Spätestens 2022 will Stiesdal den ersten Prototyp seiner „TetraSpar"-Schwimmer zu Wasser lassen. Die Kosten bis dahin schätzt er auf rund zehn Millionen Dollar. In der Industrie stoße sein Projekt auf großes Interesse, sagt der Däne. Mit einigen Unternehmen sei er schon im Gespräch. Ursprünglich war sein schwimmendes Windrad sogar ein „Open Source"-Projekt. Doch das habe nicht funktioniert: „Große Namen in der Branche wollen nicht mit Open Source arbeiten. Jeder Fortschritt könnte ja auch der Konkurrenz zu Gute kommen." Bei seinen Plänen soll sich trotzdem weiterhin jeder bedienen dürfen: „Wenn du etwas für dich nutzen kannst, dann schau es dir ab", sagt der Windkraft-Pionier.

Schwimmende Windräder könnten einmal einen großen Teil des weltweiten Energiebedarfs decken. Aber eben nur, wenn die Kosten rapide gesenkt werden. Dazu will Stiesdal seinen Beitrag leisten. Aktuell kostet Strom von festverankerten Offshore-Windrädern etwa 10 Cent die Kilowattstunde. Stiesdal schweben 5 Cent vor. Das wäre auf dem Niveau von Gas und Kohle. „Langfristig ist das möglich, doch da muss noch einiges geschehen", sagt Po Wen Cheng von der Universität Stuttgart.

Das Potential der Offshore-Windkraft ist in jedem Fall riesig. Auf gerade einmal rund 14.000 Megawatt Leistung kamen 2016 alle Offshore-Anlagen auf der Welt zusammen. Mehr als drei Viertel davon waren in Europa am Netz, 4110 Megawatt in Deutschland. Deutschland größtes Braunkohlekraftwerk in Neurath kommt alleine auf 4400 Megawatt. Sollen die Klimaziele von Paris erreicht werden, muss sich noch viel tun. Windkraft macht derzeit nur etwa 5 Prozent am globalen Energiemix aus - und der Löwenanteil wird von Dreiflüglern an Land produziert.

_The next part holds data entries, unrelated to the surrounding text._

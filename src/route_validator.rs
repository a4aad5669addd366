use std::collections::HashSet;
use std::sync::Mutex;
use lru::LruCache;
use ipnetwork::IpNetwork;

use crate::shared::{ROAValidity, ROARouted};
use crate::as_graph::ASN;

#[derive(Debug, Clone, PartialEq, Eq, Hash)]
pub struct ROA {
    pub prefix: IpNetwork,
    pub origin: ASN,
    pub max_length: u8,
    pub ta: Option<String>,
}

impl ROA {
    pub fn new(prefix: IpNetwork, origin: ASN, max_length: Option<u8>) -> Self {
        let max_length = max_length.unwrap_or_else(|| prefix.prefix());
        ROA {
            prefix,
            origin,
            max_length,
            ta: None,
        }
    }

    pub fn with_ta(mut self, ta: String) -> Self {
        self.ta = Some(ta);
        self
    }

    pub fn is_routed(&self) -> bool {
        self.origin != 0
    }

    pub fn is_non_routed(&self) -> bool {
        self.origin == 0
    }

    pub fn covers_prefix(&self, prefix: &IpNetwork) -> bool {
        match (self.prefix, prefix) {
            (IpNetwork::V4(roa_net), IpNetwork::V4(prefix_net)) => {
                roa_net.contains(prefix_net.ip()) && prefix_net.prefix() >= roa_net.prefix()
            }
            (IpNetwork::V6(roa_net), IpNetwork::V6(prefix_net)) => {
                roa_net.contains(prefix_net.ip()) && prefix_net.prefix() >= roa_net.prefix()
            }
            _ => false, // IPv4 ROA doesn't cover IPv6 prefix and vice versa
        }
    }

    pub fn get_validity(&self, prefix: &IpNetwork, origin: ASN) -> ROAValidity {
        if !self.covers_prefix(prefix) {
            return ROAValidity::Unknown;
        }

        let prefix_len = prefix.prefix();
        let valid_length = prefix_len <= self.max_length;
        let valid_origin = self.origin == origin;

        match (valid_length, valid_origin) {
            (true, true) => ROAValidity::Valid,
            (false, true) => ROAValidity::InvalidLength,
            (true, false) => ROAValidity::InvalidOrigin,
            (false, false) => ROAValidity::InvalidLengthAndOrigin,
        }
    }

    pub fn get_outcome(&self, prefix: &IpNetwork, origin: ASN) -> (ROAValidity, ROARouted) {
        let validity = self.get_validity(prefix, origin);
        let routed = if self.is_routed() {
            ROARouted::Routed
        } else {
            ROARouted::NonRouted
        };
        (validity, routed)
    }
}

#[derive(Debug)]
pub struct ROASNode {
    pub prefix: Option<IpNetwork>,
    pub roas: HashSet<ROA>,
    pub left: Option<Box<ROASNode>>,
    pub right: Option<Box<ROASNode>>,
}

impl ROASNode {
    pub fn new() -> Self {
        ROASNode {
            prefix: None,
            roas: HashSet::new(),
            left: None,
            right: None,
        }
    }
}

pub struct RouteValidator {
    root: ROASNode,
    cache: Mutex<LruCache<(IpNetwork, ASN), (ROAValidity, ROARouted)>>,
}

impl RouteValidator {
    pub fn new() -> Self {
        RouteValidator {
            root: ROASNode::new(),
            cache: Mutex::new(LruCache::new(10_000.try_into().unwrap())),
        }
    }

    pub fn add_roa(&mut self, roa: ROA) {
        let binary_prefix = Self::prefix_to_binary(&roa.prefix);
        Self::insert_roa_at_node(&mut self.root, &binary_prefix, 0, roa);
        self.cache.lock().unwrap().clear();
    }

    fn insert_roa_at_node(
        node: &mut ROASNode,
        binary_prefix: &str,
        index: usize,
        roa: ROA,
    ) {
        if index == binary_prefix.len() {
            node.prefix = Some(roa.prefix);
            node.roas.insert(roa);
            return;
        }

        let bit = &binary_prefix[index..index + 1];
        let child = if bit == "0" {
            &mut node.left
        } else {
            &mut node.right
        };

        if child.is_none() {
            *child = Some(Box::new(ROASNode::new()));
        }

        Self::insert_roa_at_node(
            child.as_mut().unwrap(),
            binary_prefix,
            index + 1,
            roa,
        );
    }

    pub fn get_roa_outcome(&self, prefix: &IpNetwork, origin: ASN) -> (ROAValidity, ROARouted) {
        // Check cache first
        if let Some(result) = self.cache.lock().unwrap().get(&(*prefix, origin)) {
            return *result;
        }

        let relevant_roas = self.get_relevant_roas(prefix);
        if relevant_roas.is_empty() {
            let result = (ROAValidity::Unknown, ROARouted::Unknown);
            self.cache.lock().unwrap().put((*prefix, origin), result);
            return result;
        }

        // Validity: best (lowest enum value) validity across all covering ROAs --
        // VALID if any ROA fully validates this (prefix, origin) pair.
        let best_validity = relevant_roas
            .iter()
            .map(|roa| roa.get_validity(prefix, origin))
            .min_by_key(|v| *v as u8)
            .unwrap();

        // Routed is an aggregate across *every* covering ROA, not just the one
        // that produced the best validity: NON_ROUTED iff all covering ROAs
        // attest origin 0.
        let routed = if relevant_roas.iter().all(|roa| roa.is_non_routed()) {
            ROARouted::NonRouted
        } else {
            ROARouted::Routed
        };

        let result = (best_validity, routed);
        self.cache.lock().unwrap().put((*prefix, origin), result);
        result
    }

    fn get_relevant_roas(&self, prefix: &IpNetwork) -> Vec<ROA> {
        let mut relevant_roas = Vec::new();
        let binary_prefix = Self::prefix_to_binary(prefix);
        
        self.collect_relevant_roas_from_node(
            &self.root,
            &binary_prefix,
            0,
            prefix,
            &mut relevant_roas,
        );

        relevant_roas
    }

    fn collect_relevant_roas_from_node(
        &self,
        node: &ROASNode,
        binary_prefix: &str,
        index: usize,
        target_prefix: &IpNetwork,
        relevant_roas: &mut Vec<ROA>,
    ) {
        // Check if this node has ROAs that cover the target prefix
        for roa in &node.roas {
            if roa.covers_prefix(target_prefix) {
                relevant_roas.push(roa.clone());
            }
        }

        // Continue traversing if we haven't consumed the entire binary prefix
        if index < binary_prefix.len() {
            let bit = &binary_prefix[index..index + 1];
            let child = if bit == "0" { &node.left } else { &node.right };

            if let Some(child_node) = child {
                self.collect_relevant_roas_from_node(
                    child_node,
                    binary_prefix,
                    index + 1,
                    target_prefix,
                    relevant_roas,
                );
            }
        }
    }

    fn prefix_to_binary(prefix: &IpNetwork) -> String {
        match prefix {
            IpNetwork::V4(net) => {
                let addr_bits = u32::from(net.ip());
                let prefix_len = net.prefix() as usize;
                format!("{:032b}", addr_bits)[..prefix_len].to_string()
            }
            IpNetwork::V6(net) => {
                let addr_bits = u128::from(net.ip());
                let prefix_len = net.prefix() as usize;
                format!("{:0128b}", addr_bits)[..prefix_len].to_string()
            }
        }
    }
}

impl Default for RouteValidator {
    fn default() -> Self {
        Self::new()
    }
}

#[cfg(test)]
mod tests {
    use super::*;
    use std::str::FromStr;

    #[test]
    fn test_roa_covers_prefix() {
        let roa = ROA::new(
            IpNetwork::from_str("10.0.0.0/8").unwrap(),
            65001,
            Some(24),
        );

        assert!(roa.covers_prefix(&IpNetwork::from_str("10.1.1.0/24").unwrap()));
        assert!(!roa.covers_prefix(&IpNetwork::from_str("192.168.1.0/24").unwrap()));
    }

    #[test]
    fn test_roa_validity() {
        let roa = ROA::new(
            IpNetwork::from_str("10.0.0.0/8").unwrap(),
            65001,
            Some(24),
        );

        // Valid
        assert_eq!(
            roa.get_validity(&IpNetwork::from_str("10.1.0.0/16").unwrap(), 65001),
            ROAValidity::Valid
        );

        // Invalid length
        assert_eq!(
            roa.get_validity(&IpNetwork::from_str("10.1.1.1/32").unwrap(), 65001),
            ROAValidity::InvalidLength
        );

        // Invalid origin
        assert_eq!(
            roa.get_validity(&IpNetwork::from_str("10.1.0.0/16").unwrap(), 65002),
            ROAValidity::InvalidOrigin
        );
    }

    #[test]
    fn test_roa_routed_aggregates_across_covering_roas() {
        let mut validator = RouteValidator::new();
        let prefix = IpNetwork::from_str("10.1.0.0/16").unwrap();

        // A NonRouted ROA (origin 0) and a routed ROA both cover this prefix.
        validator.add_roa(ROA::new(IpNetwork::from_str("10.0.0.0/8").unwrap(), 0, None));
        validator.add_roa(ROA::new(IpNetwork::from_str("10.1.0.0/16").unwrap(), 65001, None));

        let (_, routed) = validator.get_roa_outcome(&prefix, 65001);
        assert_eq!(routed, ROARouted::Routed);
    }

    #[test]
    fn test_roa_routed_non_routed_requires_all_covering_roas_origin_zero() {
        let mut validator = RouteValidator::new();
        let prefix = IpNetwork::from_str("10.1.0.0/16").unwrap();

        validator.add_roa(ROA::new(IpNetwork::from_str("10.0.0.0/8").unwrap(), 0, None));
        validator.add_roa(ROA::new(IpNetwork::from_str("10.1.0.0/16").unwrap(), 0, None));

        let (_, routed) = validator.get_roa_outcome(&prefix, 65001);
        assert_eq!(routed, ROARouted::NonRouted);
    }
}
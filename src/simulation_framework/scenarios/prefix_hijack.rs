use std::collections::{HashMap, HashSet};
use std::str::FromStr;

use ipnetwork::IpNetwork;

use crate::as_graph::{ASGraph, ASN};
use crate::engine::SimulationEngine;
use crate::route_validator::ROA;
use crate::shared::{Relationships, Timestamps};
use crate::simulation_engine::{Announcement, Prefix};
use crate::simulation_framework::scenario::ScenarioTrait;

/// Attacker announces the exact same prefix as the legitimate origin, so
/// the two compete on AS-path length and Gao-Rexford preference alone --
/// unlike `SubprefixHijack`, longest-prefix-match never settles it.
pub struct PrefixHijack {
    pub attacker_asns: HashSet<ASN>,
    pub legitimate_origin_asns: HashSet<ASN>,
    pub prefix: Prefix,
}

impl PrefixHijack {
    pub fn new(attacker_asns: HashSet<ASN>, legitimate_origin_asns: HashSet<ASN>) -> Self {
        PrefixHijack { attacker_asns, legitimate_origin_asns, prefix: IpNetwork::from_str("1.2.3.0/24").unwrap() }
    }
}

impl ScenarioTrait for PrefixHijack {
    fn name(&self) -> &str {
        "PrefixHijack"
    }

    fn get_attacker_asns(&self, _as_graph: &ASGraph) -> HashSet<ASN> {
        self.attacker_asns.clone()
    }

    fn get_legitimate_origin_asns(&self, _as_graph: &ASGraph) -> HashSet<ASN> {
        self.legitimate_origin_asns.clone()
    }

    fn get_seed_asn_ann_dict(&self, _as_graph: &ASGraph) -> HashMap<ASN, Vec<Announcement>> {
        let mut seed_dict = HashMap::new();

        for &asn in self.legitimate_origin_asns.iter().chain(self.attacker_asns.iter()) {
            let ann = Announcement::new_with_path(self.prefix, vec![asn], asn, Relationships::Origin, Timestamps::Victim);
            seed_dict.insert(asn, vec![ann]);
        }

        seed_dict
    }

    fn get_roas(&self, _as_graph: &ASGraph) -> Vec<ROA> {
        self.legitimate_origin_asns.iter().map(|&asn| ROA::new(self.prefix, asn, Some(24))).collect()
    }

    fn is_successful(&self, engine: &SimulationEngine) -> bool {
        let mut attacker_reach = 0;
        let total_ases = engine.as_graph.len();

        for (_asn, policy) in engine.policy_store.iter() {
            if let Some(ann) = policy.local_rib.get(&self.prefix) {
                if self.attacker_asns.contains(&ann.origin()) {
                    attacker_reach += 1;
                }
            }
        }

        attacker_reach as f64 / total_ases as f64 > 0.5
    }
}
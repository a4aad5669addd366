use std::path::PathBuf;
use std::sync::atomic::{AtomicUsize, Ordering};
use std::sync::{Arc, Mutex};
use std::time::Instant;

use indicatif::{ProgressBar, ProgressStyle};
use log::info;

use crate::as_graph::ASGraph;
use crate::engine::SimulationEngine;
use crate::shared::{Outcomes, Setting};

use super::data_tracker::{DataTracker, SimulationSummary};
use super::scenario::Scenario;
use super::scenario_config::ScenarioConfig;

/// Orchestrates a full experiment: for each scenario configuration, at each
/// adoption percentage, runs `num_trials` independent trials and aggregates
/// outcomes into a `DataTracker`/`SimulationSummary` pair written to disk.
/// The `ASGraph` topology is built once, shared read-only across trials via
/// `Arc`, and cloned per trial so each trial thread can mutate its own copy's
/// per-AS settings without a lock.
pub struct Simulation {
    /// Output directory for results
    pub output_dir: PathBuf,

    /// Percentages of ASes randomly adopting for each run
    pub percent_ases_randomly_adopting: Vec<f64>,

    /// Scenario configurations to run
    pub scenario_configs: Vec<ScenarioConfig>,

    /// Number of trials per configuration
    pub num_trials: usize,

    /// Bounded worker count for the trial-level thread pool.
    pub parse_cpus: usize,

    /// AS graph to use for simulations, shared read-only across trial threads.
    pub as_graph: Arc<ASGraph>,
}

impl Simulation {
    pub fn new(as_graph: ASGraph) -> Self {
        let output_dir = dirs::home_dir().unwrap_or_else(|| PathBuf::from(".")).join("Desktop").join("sims").join("bgpsimulator_rust");

        Simulation {
            output_dir,
            percent_ases_randomly_adopting: vec![10.0, 20.0, 50.0, 80.0, 99.0],
            scenario_configs: vec![ScenarioConfig::new(
                "Subprefix Hijack; ROV Adopting".to_string(),
                "SubprefixHijack".to_string(),
            )
            .with_adoption_setting(Setting::Rov, true)],
            num_trials: 10,
            parse_cpus: num_cpus::get().max(1),
            as_graph: Arc::new(as_graph),
        }
    }

    pub fn with_output_dir(mut self, dir: PathBuf) -> Self {
        self.output_dir = dir;
        self
    }

    pub fn with_adoption_percentages(mut self, percentages: Vec<f64>) -> Self {
        self.percent_ases_randomly_adopting = percentages;
        self
    }

    pub fn with_scenario_configs(mut self, configs: Vec<ScenarioConfig>) -> Self {
        self.scenario_configs = configs;
        self
    }

    pub fn with_num_trials(mut self, trials: usize) -> Self {
        self.num_trials = trials;
        self
    }

    /// Run the complete simulation
    pub fn run(&mut self) -> Result<(), Box<dyn std::error::Error>> {
        info!("running simulation, output to {:?}", self.output_dir);
        std::fs::create_dir_all(&self.output_dir)?;

        let start_time = Instant::now();

        let configs = self.scenario_configs.clone();
        for scenario_config in &configs {
            println!("\nRunning scenario: {}", scenario_config.label);
            self.run_scenario(scenario_config)?;
        }

        let duration = start_time.elapsed();
        println!("\nSimulation complete in {:.2}s", duration.as_secs_f64());

        Ok(())
    }

    /// Run a single scenario with all adoption percentages
    fn run_scenario(&mut self, scenario_config: &ScenarioConfig) -> Result<(), Box<dyn std::error::Error>> {
        let mut summary = SimulationSummary::new(scenario_config.label.clone());

        let percentages = self.percent_ases_randomly_adopting.clone();
        for percent in percentages {
            println!("\n  Running with {}% adoption", percent);

            let tracker = self.run_trials_for_percentage(scenario_config, percent)?;
            let success_rate = tracker.success_rate();

            println!("    Success rate: {:.2}%", success_rate);
            summary.add_data_point(percent, success_rate);

            tracker.save_to_file(&self.output_dir)?;
        }

        summary.save_to_file(&self.output_dir)?;

        Ok(())
    }

    /// Run `num_trials` independent trials for one adoption percentage,
    /// fanned out across a bounded pool of scoped worker threads. Each
    /// worker pulls the next trial index off a shared counter and clones
    /// the shared topology to run it against, so trials never contend on
    /// the same `ASGraph` settings.
    fn run_trials_for_percentage(
        &self,
        scenario_config: &ScenarioConfig,
        percent: f64,
    ) -> Result<DataTracker, Box<dyn std::error::Error>> {
        let mut tracker = DataTracker::new(scenario_config.label.clone(), percent);

        let pb = ProgressBar::new(self.num_trials as u64);
        pb.set_style(
            ProgressStyle::default_bar().template("[{elapsed_precise}] {bar:40} {pos}/{len} trials")?.progress_chars("##-"),
        );

        let worker_count = self.parse_cpus.max(1).min(self.num_trials.max(1));
        let next_trial = AtomicUsize::new(0);
        let outcomes: Mutex<Vec<Outcomes>> = Mutex::new(Vec::new());
        let first_error: Mutex<Option<String>> = Mutex::new(None);

        std::thread::scope(|scope| {
            for _ in 0..worker_count {
                scope.spawn(|| loop {
                    let trial = next_trial.fetch_add(1, Ordering::SeqCst);
                    if trial >= self.num_trials {
                        break;
                    }

                    let scenario_impl = match super::scenarios::build(&scenario_config.scenario_name, &self.as_graph, scenario_config) {
                        Ok(s) => s,
                        Err(e) => {
                            first_error.lock().unwrap().get_or_insert_with(|| e.to_string());
                            pb.inc(1);
                            continue;
                        }
                    };
                    let scenario = Scenario::new(scenario_config.clone(), &self.as_graph, percent, scenario_impl);

                    let mut graph_clone = (*self.as_graph).clone();
                    match Self::run_single_trial(&mut graph_clone, &scenario, trial, percent) {
                        Ok(outcome) => outcomes.lock().unwrap().push(outcome),
                        Err(e) => {
                            first_error.lock().unwrap().get_or_insert_with(|| e.to_string());
                        }
                    }

                    pb.inc(1);
                });
            }
        });

        pb.finish();

        if let Some(message) = first_error.into_inner().unwrap() {
            return Err(message.into());
        }

        for outcome in outcomes.into_inner().unwrap() {
            tracker.add_outcome(outcome);
        }

        Ok(tracker)
    }

    /// Run a single trial of a scenario against its own (already-cloned)
    /// graph. Rounds run one at a time, rather than as a single
    /// `engine.run(n)` call, so the scenario's `post_propagation_hook` can
    /// observe and react to each round as it happens.
    fn run_single_trial(
        as_graph: &mut ASGraph,
        scenario: &Scenario,
        trial: usize,
        percent_adopt: f64,
    ) -> Result<Outcomes, Box<dyn std::error::Error>> {
        let mut engine = SimulationEngine::new(as_graph);

        scenario.setup_engine(&mut engine)?;

        let total_rounds = scenario.min_propagation_rounds().max(1) * 20;
        for round in 0..total_rounds {
            engine.run(1);
            scenario.scenario_impl.post_propagation_hook(&mut engine, round, trial, percent_adopt);
        }

        scenario.scenario_impl.pre_aggregation_hook(&engine);

        let outcome = if scenario.is_successful(&engine) { Outcomes::AttackerSuccess } else { Outcomes::LegitimateOriginSuccess };

        Ok(outcome)
    }
}
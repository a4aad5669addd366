use std::str::FromStr;

use ipnetwork::IpNetwork;

use bgpsimulator::as_graph::{ASBuilder, ASGraph};
use bgpsimulator::route_validator::{RouteValidator, ROA};
use bgpsimulator::shared::{Relationships, Setting, SettingsSet, Timestamps};
use bgpsimulator::simulation_engine::Announcement;

fn test_as_graph() -> ASGraph {
    let builder = ASBuilder::new(65001).with_peers(vec![65002, 65003]).with_providers(vec![65004]).with_customers(vec![65005, 65006]);
    ASGraph::build(vec![builder])
}

fn test_ann() -> Announcement {
    Announcement::new_with_path(
        IpNetwork::from_str("10.0.0.0/24").unwrap(),
        vec![65002, 65007],
        65002,
        Relationships::Peers,
        Timestamps::Victim,
    )
}

#[test]
fn test_bgp_validation() {
    use bgpsimulator::simulation_engine::policy::policy_extensions::bgp;

    let as_graph = test_as_graph();
    let as_obj = as_graph.get(&65001).unwrap();
    let mut ann = test_ann();

    assert!(bgp::is_valid(&ann, Relationships::Peers, as_obj));

    // Loop: our own ASN already in the path.
    ann.as_path.push(65001);
    assert!(!bgp::is_valid(&ann, Relationships::Peers, as_obj));

    // Empty path from a non-origin relationship is invalid.
    let mut empty_path_ann = ann.clone();
    empty_path_ann.as_path.clear();
    assert!(!bgp::is_valid(&empty_path_ann, Relationships::Peers, as_obj));

    // Empty path is fine when it's our own origination.
    assert!(bgp::is_valid(&empty_path_ann, Relationships::Origin, as_obj));

    // A withdrawal always passes, regardless of path shape.
    let mut withdrawal = empty_path_ann.clone();
    withdrawal.withdraw = true;
    assert!(bgp::is_valid(&withdrawal, Relationships::Peers, as_obj));
}

#[test]
fn test_bgp_export_rules() {
    use bgpsimulator::simulation_engine::policy::policy_extensions::bgp;

    // From origin or a customer: export everywhere.
    assert!(bgp::should_propagate(Relationships::Origin, Relationships::Customers));
    assert!(bgp::should_propagate(Relationships::Origin, Relationships::Peers));
    assert!(bgp::should_propagate(Relationships::Origin, Relationships::Providers));
    assert!(bgp::should_propagate(Relationships::Customers, Relationships::Customers));
    assert!(bgp::should_propagate(Relationships::Customers, Relationships::Peers));
    assert!(bgp::should_propagate(Relationships::Customers, Relationships::Providers));

    // From a peer or provider: only export to customers.
    assert!(bgp::should_propagate(Relationships::Peers, Relationships::Customers));
    assert!(!bgp::should_propagate(Relationships::Peers, Relationships::Peers));
    assert!(!bgp::should_propagate(Relationships::Peers, Relationships::Providers));
    assert!(bgp::should_propagate(Relationships::Providers, Relationships::Customers));
    assert!(!bgp::should_propagate(Relationships::Providers, Relationships::Peers));
    assert!(!bgp::should_propagate(Relationships::Providers, Relationships::Providers));
}

#[test]
fn test_rov_validation() {
    use bgpsimulator::simulation_engine::policy::policy_extensions::rov;

    let mut rv = RouteValidator::new();
    rv.add_roa(ROA::new(IpNetwork::from_str("10.0.0.0/24").unwrap(), 65008, Some(24)));

    let valid_ann = Announcement::new_with_path(
        IpNetwork::from_str("10.0.0.0/24").unwrap(),
        vec![65002, 65008],
        65002,
        Relationships::Peers,
        Timestamps::Victim,
    );
    assert!(rov::is_valid(&valid_ann, &rv));

    let invalid_ann = Announcement::new_with_path(
        IpNetwork::from_str("10.0.0.0/24").unwrap(),
        vec![65002, 65003],
        65002,
        Relationships::Peers,
        Timestamps::Victim,
    );
    assert!(!rov::is_valid(&invalid_ann, &rv));
}

#[test]
fn test_peer_rov_only_scrutinizes_peer_sessions() {
    use bgpsimulator::simulation_engine::policy::policy_extensions::peer_rov;

    let rv = RouteValidator::new();
    let unknown_ann = Announcement::new_with_path(
        IpNetwork::from_str("10.0.0.0/24").unwrap(),
        vec![65003],
        65003,
        Relationships::Peers,
        Timestamps::Victim,
    );
    // No covering ROA: plain ROV would accept this, but Peer-ROV rejects
    // unknown validity when it arrives from a peer.
    assert!(!peer_rov::is_valid(&unknown_ann, Relationships::Peers, &rv));

    let from_customer = Announcement::new_with_path(
        IpNetwork::from_str("10.0.0.0/24").unwrap(),
        vec![65003],
        65003,
        Relationships::Customers,
        Timestamps::Victim,
    );
    assert!(peer_rov::is_valid(&from_customer, Relationships::Customers, &rv));
}

#[test]
fn test_only_to_customers_propagation() {
    use bgpsimulator::simulation_engine::policy::policy_extensions::only_to_customers;

    let mut ann = test_ann();
    assert!(only_to_customers::is_valid(&ann, Relationships::Peers));

    only_to_customers::attach_on_egress(&mut ann, Relationships::Peers, 65001);
    assert_eq!(ann.only_to_customers, Some(65001));

    assert!(only_to_customers::should_propagate(&ann, Relationships::Customers));
    assert!(!only_to_customers::should_propagate(&ann, Relationships::Peers));
    assert!(!only_to_customers::should_propagate(&ann, Relationships::Providers));

    // An OTC-attested route arriving back from a customer is always invalid.
    assert!(!only_to_customers::is_valid(&ann, Relationships::Customers));
    // From a peer, the attesting ASN must match the sender.
    assert!(only_to_customers::is_valid(&ann, Relationships::Peers));
}

#[test]
fn test_enforce_first_as() {
    use bgpsimulator::simulation_engine::policy::policy_extensions::enforce_first_as;

    let as_graph = test_as_graph();
    let as_obj = as_graph.get(&65001).unwrap();

    let valid_ann = Announcement::new_with_path(
        IpNetwork::from_str("10.0.0.0/24").unwrap(),
        vec![65002, 65007],
        65002,
        Relationships::Peers,
        Timestamps::Victim,
    );
    assert!(enforce_first_as::is_valid(&valid_ann, as_obj));

    // Next hop doesn't match the first ASN in the path.
    let mismatched_next_hop = Announcement::new_with_path(
        IpNetwork::from_str("10.0.0.0/24").unwrap(),
        vec![65002, 65007],
        65003,
        Relationships::Peers,
        Timestamps::Victim,
    );
    assert!(!enforce_first_as::is_valid(&mismatched_next_hop, as_obj));

    // First ASN isn't actually one of our neighbors.
    let not_a_neighbor = Announcement::new_with_path(
        IpNetwork::from_str("10.0.0.0/24").unwrap(),
        vec![65999, 65007],
        65999,
        Relationships::Peers,
        Timestamps::Victim,
    );
    assert!(!enforce_first_as::is_valid(&not_a_neighbor, as_obj));
}

#[test]
fn test_bgpsec_validation() {
    use bgpsimulator::simulation_engine::policy::policy_extensions::bgpsec;

    let as_graph = test_as_graph();
    let as_obj = as_graph.get(&65001).unwrap();

    let mut valid_ann = test_ann();
    valid_ann.bgpsec_next_asn = Some(65001);
    valid_ann.bgpsec_as_path = Some(valid_ann.as_path.clone());
    assert!(bgpsec::is_valid(&valid_ann, as_obj));

    // Signed for the wrong receiving ASN.
    let mut wrong_next_asn = test_ann();
    wrong_next_asn.bgpsec_next_asn = Some(65999);
    wrong_next_asn.bgpsec_as_path = Some(wrong_next_asn.as_path.clone());
    assert!(!bgpsec::is_valid(&wrong_next_asn, as_obj));

    // Secure path doesn't match the AS path.
    let mut path_mismatch = test_ann();
    path_mismatch.bgpsec_next_asn = Some(65001);
    path_mismatch.bgpsec_as_path = Some(vec![65003, 65004]);
    assert!(!bgpsec::is_valid(&path_mismatch, as_obj));

    // No secure path attached at all: falls back to plain BGP, always valid.
    let regular_ann = test_ann();
    assert!(bgpsec::is_valid(&regular_ann, as_obj));
}

#[test]
fn test_settings_set_composition() {
    let mut settings = SettingsSet::empty();
    assert!(settings.is_empty());

    settings.insert(Setting::Rov);
    settings.insert(Setting::OnlyToCustomers);
    assert!(settings.contains(Setting::Rov));
    assert!(settings.contains(Setting::OnlyToCustomers));
    assert!(!settings.contains(Setting::PeerRov));

    settings.remove(Setting::Rov);
    assert!(!settings.contains(Setting::Rov));
    assert!(settings.contains(Setting::OnlyToCustomers));

    let built: SettingsSet = vec![Setting::Aspa, Setting::PathEnd].into_iter().collect();
    assert!(built.contains(Setting::Aspa));
    assert!(built.contains(Setting::PathEnd));
    assert!(!built.contains(Setting::Rov));
}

Hat Stiesdal Erfolg, könnten diese Zahlen bald ganz anders aussehen. Vor der Küste Kaliforniens etwa dreht sich aktuell kein Rad im Wasser. Der Energiebedarf im Bundesstaat ist zwar riesig, doch um konventionelle Offshore-Anlagen in den Boden zu rammen, ist das Meer zu tief. Ähnlich sieht es vor Japan oder an Südamerikas Ostküste aus. Und in Europa hat die Industrie für die schwimmenden Windräder auch Atlantik und Mittelmeer ins Visier genommen.

Seit 2011 schwimmt eine Testanlage vor der Küste Portugals, Frankreich hat mittlerweile einen eigenen Fördertopf für schwimmende Anlagen eingerichtet, und drei große Netzbetreiber wollen in der Nordsee gigantische künstliche Inseln aufschütten. Diese sollen einmal als zentrale Verteilstationen für den Strom von mehren tausend konventionellen Offshore-Windrädern auf einer naheliegenden Sandbank fungieren. Damit der auch bei Haushalten fernab der Küsten ankommt, muss an Land allerdings der Netzausbau in Gang kommen. Hier hakt es vielerorts noch. Die Energiewende auf hoher See könnte dennoch bald richtig Fahrt aufnehmen - und Henrik Stiesdal will abermals Pionier sein. An Selbstbewusstsein jedenfalls mangelt es ihm nicht.